While such services have been available in many versions now for some time, this company’s services were unique in that they all originated in coordinated data centers. The service preserved a “user’s state” across all applications (insuring the destruction or loss of a particular telephone would NOT cause loss of data for the user), and supported true multitasking across applications. A user could talk on the phone while downloading a music video, using instant messenger and searching the web all at the same time. All of these services were the product of some 4,000 servers running in 2 data centers handling transactions for over 1.5 million users often with a million or more connected to the service simultaneously.

The challenge of reporting in such environments is that you cannot simply store what comes from the service to a “reporting database” then find different uses for the data after the fact. While the techology exists for such massive storage and retrieval it is expensive, and especially so for a small company for whom reporting per-se is not a part of their core business. This company naturally focused its attention and support on services delivered to its subscribers. Reporting was important, but did not warrant costs and storage architectures that competed in size and expense with the service itself.

A given service was associated with many individual servers. For example, on any given day, 500 or more machines supported web services. Each machine (a blade server in a rack) produced a daily (for some services hourly) log file, and each identified the machine from which it came. A given user (the fundamental unit of reporting) might appear in many log records on a given machine and also on multiple machines as he or she used the service at various times throughout the day. The subscriber population, easily generated some 20 million log records a day not counting nonuser related “server monitoring” data.

Each log contained two basic record types. There were records that had to do with errors encountered by the service, and those about the user. The error-related data, processed in a separate workflow step, was not sent to the reporting database. As we will see, this is a principle strategy in dealing with large data volumes. In this case, the original designer made a mistake putting error-data parsing AFTER user-data parsing and redundantly iterating over the same raw-data. Much simpler and more efficient, would have been a filter layer through which the raw data passed being split into two separate data streams to and processed by two separate programs, each now acting on a much smaller data set.

The operational model – how the original reporting software ran -- was a good one, and we followed it in our redevelopment of the reporting software. The software ran asynchronously with multiple instances of itself and the data. The reporting team did not control the flow of raw data from the service machines to the block of servers that processed them. Data could be late, sometimes as many as several days, or some few logs might accidentally appear on the reporting servers more than once. I designed the new system with such asynchronicity in mind. Given log-types were directed at certain reporting servers, but servers could be added to the processing stream for any log type balancing daily variations in log volume. Similarly, any parser, running in the parsing cluster, handled any log and record type. The original parser (fig 1a) handled every processing step: reading in the raw logs, cleaning and transforming the data, and direct inserts to the DBMS by means of the , Perl DBI.

A file locking scheme assured that no two processes handled the same log simultaneously. The workflow and the parsing code allowed many parser instances to run over the same log types simultaneously.
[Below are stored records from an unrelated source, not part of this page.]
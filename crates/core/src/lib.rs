//! Domain layer for the notes service.
//!
//! Holds the [`note::Note`] entity and its builder, the error taxonomy, and
//! the repository/service seams. Nothing in here knows about Postgres or HTTP.

pub mod error;
pub mod note;
pub mod repository;
pub mod service;
pub mod types;
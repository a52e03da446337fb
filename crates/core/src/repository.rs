//! Storage seam for notes.
//!
//! Lookups return `Ok(None)` when no row matches; absence is never reported
//! through builder validation. A row that exists but is incomplete still
//! fails with [`CoreError::MissingField`].

use async_trait::async_trait;

use crate::error::CoreError;
use crate::note::{CreateNote, Note};
use crate::types::DbId;

#[async_trait]
pub trait NoteRepository: Send + Sync {
    /// Find a note by its ID.
    async fn find_by_id(&self, id: DbId) -> Result<Option<Note>, CoreError>;

    /// Find a note whose title equals `title` exactly.
    async fn find_by_title(&self, title: &str) -> Result<Option<Note>, CoreError>;

    /// List every note, newest first. An empty store yields an empty vec.
    async fn find_all(&self) -> Result<Vec<Note>, CoreError>;

    /// Delete a note and return the row as it was removed, or `None` if no
    /// row with that ID was there to delete.
    async fn delete_by_id(&self, id: DbId) -> Result<Option<Note>, CoreError>;

    async fn exist_by_id(&self, id: DbId) -> Result<bool, CoreError>;

    async fn exist_by_title(&self, title: &str) -> Result<bool, CoreError>;

    /// Insert a new note, returning the stored row.
    async fn create(&self, input: &CreateNote) -> Result<Note, CoreError>;
}
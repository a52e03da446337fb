use axum::http::StatusCode;
use axum::response::{IntoResponse, Response};
use notes_core::error::CoreError;
use serde_json::json;

/// Message returned for every failure the client is not told about.
pub const SERVER_ERROR_MESSAGE: &str = "server error";

/// Application-level error type for HTTP handlers.
///
/// Wraps [`CoreError`] for domain errors and adds HTTP-specific variants.
/// Implements [`IntoResponse`] to produce `{ "message", "code" }` bodies.
#[derive(Debug, thiserror::Error)]
pub enum AppError {
    /// A domain-level error from `notes_core`.
    #[error(transparent)]
    Core(#[from] CoreError),

    /// A bad request with a human-readable message.
    #[error("Bad request: {0}")]
    BadRequest(String),

    /// The request outlived the configured request timeout.
    #[error("Request timed out")]
    Timeout,

    /// An internal error with a human-readable message.
    #[error("Internal error: {0}")]
    InternalError(String),
}

/// Convenience type alias for handler return values.
pub type AppResult<T> = Result<T, AppError>;

impl IntoResponse for AppError {
    fn into_response(self) -> Response {
        let (status, code, message) = match &self {
            AppError::Core(core @ CoreError::NotFound { .. }) => {
                (StatusCode::NOT_FOUND, "NOT_FOUND", core.to_string())
            }
            AppError::Core(CoreError::Validation(msg)) => {
                (StatusCode::BAD_REQUEST, "VALIDATION_ERROR", msg.clone())
            }
            AppError::BadRequest(msg) => (StatusCode::BAD_REQUEST, "BAD_REQUEST", msg.clone()),
            AppError::Timeout => (
                StatusCode::REQUEST_TIMEOUT,
                "TIMEOUT",
                "request timed out".to_string(),
            ),

            // Incomplete rows, store failures and anything else unexpected.
            AppError::Core(core) => {
                tracing::error!(error = %core, "Unhandled core error");
                server_error()
            }
            AppError::InternalError(msg) => {
                tracing::error!(error = %msg, "Internal error");
                server_error()
            }
        };

        let body = json!({
            "message": message,
            "code": code,
        });

        (status, axum::Json(body)).into_response()
    }
}

fn server_error() -> (StatusCode, &'static str, String) {
    (
        StatusCode::INTERNAL_SERVER_ERROR,
        "INTERNAL_ERROR",
        SERVER_ERROR_MESSAGE.to_string(),
    )
}
//! Frame composition: panes side by side, then the help line

use ratatui::text::{Line, Span, Text};

/// Join blocks left to right, aligned to the top edge.
///
/// Each block is padded to its own widest line so the next block starts at a
/// fixed column; shorter blocks are padded with blank rows.
pub fn join_horizontal(blocks: &[Text<'static>]) -> Text<'static> {
    let widths: Vec<usize> = blocks.iter().map(Text::width).collect();
    let rows = blocks.iter().map(|b| b.lines.len()).max().unwrap_or(0);

    let lines = (0..rows)
        .map(|row| {
            let mut spans: Vec<Span<'static>> = Vec::new();
            for (block, &width) in blocks.iter().zip(&widths) {
                let used = match block.lines.get(row) {
                    Some(line) => {
                        spans.extend(line.spans.iter().cloned().map(|s| s.patch_style(line.style)));
                        line.width()
                    }
                    None => 0,
                };
                if width > used {
                    spans.push(Span::raw(" ".repeat(width - used)));
                }
            }
            Line::from(spans)
        })
        .collect::<Vec<_>>();
    Text::from(lines)
}

/// Full frame: joined panes, one blank line, then the help line
pub fn frame(panes: &[Text<'static>], help: Line<'static>) -> Text<'static> {
    let mut text = join_horizontal(panes);
    text.lines.push(Line::default());
    text.lines.push(help);
    text
}

/// Plain-text form of a frame, one `\n` between rows
pub fn to_plain(text: &Text) -> String {
    text.lines
        .iter()
        .map(|line| line.spans.iter().map(|s| s.content.as_ref()).collect::<String>())
        .collect::<Vec<_>>()
        .join("\n")
}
This flexibility led to certain issues at the DBMS layer. If the basic unit of reporting was the user, and multiple processes might be handling records for the same user at the same time, how would values in the DBMS merge properly? By defining the record keys to include the individual server, and consolidating the individual user log records for a given log in one totaled up record, all DBMS transactions became inserts. Accidental processing of duplicated logs would result in primary key violations wasting time, but otherwise doing no harm. This choice simplified DBMS administration. It worked, up to about a million users, when the whole collapsed of its own weight.

On its front end, loading a day’s worth of data began to need more than a day! Initially mitigated by adding machines to the parsing cluster, this resulted in overloading the DBMS. This then split into multiple instances, each separately loaded, a tactic that required a scheme for discovering in which database to find a particular table. Ultimately the back end, the programs that had to read all this data from the database, perform joins, unions, and subtractions on the tables to produce reports halted under the enormous load. Even with optimized tables the reports took too long, resulting in “snapshot too old” errors more and more often until few of the monthly reports ran at all.

The fundamental problem, thanks to the number of keys, was that “insert only” caused storage of somewhere between 5 and 20 times more records than necessary. What should have been a maximum of 300 million or so writes (users times core-tables) each day across the entire DBMS turned into 3 – 5 billion writes! On the back end, the reporting side, the code was trying to join on daily periods across these large tables spread across a dozen Oracle instances. Even segmented by day there were billions of records, and the broken reports were those having to sum days across a month!

I had the luxury of implementing two different solutions to this problem. Both followed a strategy of separating the data flow from raw log to DBMS table into multiple steps, each step handing the next a smaller data-set with which to work -- fig 2. The company’s architect dictated the first approach (fig 1b). It noted that data, stored chiefly at the user level, was totaled for reporting at the telephone carrier level. The approach promised enormous savings, on the order of two and three orders of magnitude in the number of daily writes to the DBMS. Unfortunately, while 75% of the reports did ignore individual user data, the other 25%, including all the histograms, needed it.

In keeping with the original version of the reporting service, the first implementation, a perl-only solution, involved 10 of the 20 core reporting tables. Characteristic of this group of reports was that each involved only ONE primary table. Also always involved in all reporting, a join with user-device and user-partner (partner being a particular telephone carrier) data obtained directly from a “service database”. The target table of this “user join”, loaded daily (the “day” being part of its key), resulted in 500 million new records a month in a high-traffic table used in every report!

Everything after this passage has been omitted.